There is one surefire way of allowing the internet to damage your sanity: spend too much time reading politicians' blogs. Take a
recent post from Maria Damanaki, whose career has taken her from
agitating against the Greek dictatorship in the 1970s to being the European commissioner for fisheries today. "Blue should become green," she declared in her blog on EU efforts to lessen the ecological destruction wrought by illegal fishing.
Those efforts might have some credibility if the Brussels bureaucracy was not actively encouraging European vessels to act unlawfully in the waters off
Western Sahara.
In 2005, the EU and Morocco signed a lucrative
fisheries agreement. Entering into force two years later, its small print stated that European fishermen may operate in Western Sahara, which Morocco has occupied since 1974, provided that their activities benefit the indigenous Sahrawi people.
To date, the European commission has not only failed to produce evidence that the theft of fish from their waters aids the Sahrawis, it has sought to justify that theft on false premises. In a
new letter sent to the organisation Western Sahara Resource Watch, the commission selectively quotes a Swedish lawyer's opinion to contend that economic activities affecting an occupied territory would only be illegal if they disregarded the "needs and interests" of the people under occupation.
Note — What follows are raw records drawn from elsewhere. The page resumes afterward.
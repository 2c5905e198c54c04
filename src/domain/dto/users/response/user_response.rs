//! 사용자 응답 DTO

use serde::{Deserialize, Serialize};

use crate::domain::entities::users::user::User;

/// 사용자 응답 DTO
///
/// 도메인 엔티티의 클라이언트용 프로젝션입니다.
#[derive(Debug, Clone, Serialize, Deserialize)]
pub struct UserResponse {
    pub id: i64,
    pub name: String,
    pub email: String,
    pub age: i32,
}

impl From<User> for UserResponse {
    fn from(user: User) -> Self {
        Self {
            // 저장소를 거친 엔티티는 항상 ID가 할당되어 있다
            id: user.id().unwrap_or_default(),
            name: user.name().to_string(),
            email: user.email().to_string(),
            age: user.age(),
        }
    }
}

#[cfg(test)]
mod tests {
    use super::*;

    #[test]
    fn test_projection_from_entity() {
        let user = User::with_id(3, "Bob Johnson", "bob@example.com", 45).unwrap();
        let response = UserResponse::from(user);

        assert_eq!(response.id, 3);
        assert_eq!(response.name, "Bob Johnson");
        assert_eq!(response.email, "bob@example.com");
        assert_eq!(response.age, 45);
    }
}
pub mod authenticated_user;
//! 로그인 응답 DTO

use serde::{Deserialize, Serialize};

/// 로그인 응답 DTO (JWT 토큰 포함)
#[derive(Debug, Clone, Serialize, Deserialize)]
pub struct LoginResponse {
    /// 발급된 JWT 액세스 토큰
    pub token: String,
}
This is not the first time that the commission has misrepresented the views of that lawyer, Hans Correll, whose
2002 paper had been prepared for the UN. Speaking at a
2008 conference in Pretoria, Correll said it was "incomprehensible" that EU officials could find anything in his paper that would support their case. Correll then noted that all of the payments made as a result of the fisheries accord would go to Morocco and that the Rabat authorities would explicitly enjoy full discretion over how to use them. He was so incensed about how the agreement did not refer to Morocco's responsibility to respect the Sahrawis right to self-determination that he said: "As a European, I feel embarrassed. Surely one would expect Europe and the European commission to set an example by applying the highest possible international legal standards in matters of this nature."
It is instructive that 100 of the 119 European vessels granted access to Western Sahara's waters through the agreement are registered in Spain, the territory's former colonial overlord. Spain's manifest commercial and geostrategic interests in this murky affair undermines the EU's claims to be neutral in the dispute over the territory's future. If it was neutral or even-handed, the EU would be heeding a
statement issued by the Sahrawi Arab Democratic Republic (officially recognised as the representatives of the Sahrawi people by some 75 countries) in January last year. On that occasion, the SADR asserted its people's exclusive rights to exploit the natural resources in a 200-nautical-mile zone surrounding the territory.
Those resources do not appear
limited to fish. In 2001, Morocco announced that it had handed licenses to the French and American energy firms Total and Kerr-McGee so that they could search for oil off Western Sahara. The companies have subsequently withdrawn from the contracts under pressure from human rights campaigners. But the perception that Western Sahara has rich oil reserves – oil fields have been
found in neighbouring Mauritania – helps explain why policymakers in both the EU and US have been so eager to strengthen their relations with Morocco. In April, 54 members of the Senate – a bipartisan majority – put their
names to a letter calling on the US to effectively approve Morocco's annexation of Western Sahara.
While this grubby power game continues, the Sahrawis who fled to Algeria in the 1970s have no prospect of returning home. Unicef has
described how most of the estimated 150,000 Sahrawi refugees know only the sight of their camps – "vast, flat wastelands with the harshness of one of the hottest deserts in the world". A scarcity of fresh food there has left one in 10 women suffering from anaemia.
It is not true that these refugees are completely forgotten about. In 2009, the European commission
said it was "committed to assisting these vulnerable people until a political solution can be found for their plight". It released €10m in humanitarian aid but failed to explain that the amount it will be paying Morocco over the four years of the fisheries accord's duration will exceed €144m.
Isn't there something rotten about how Europe throws a pittance at the poor, while it empties the seas of their homeland?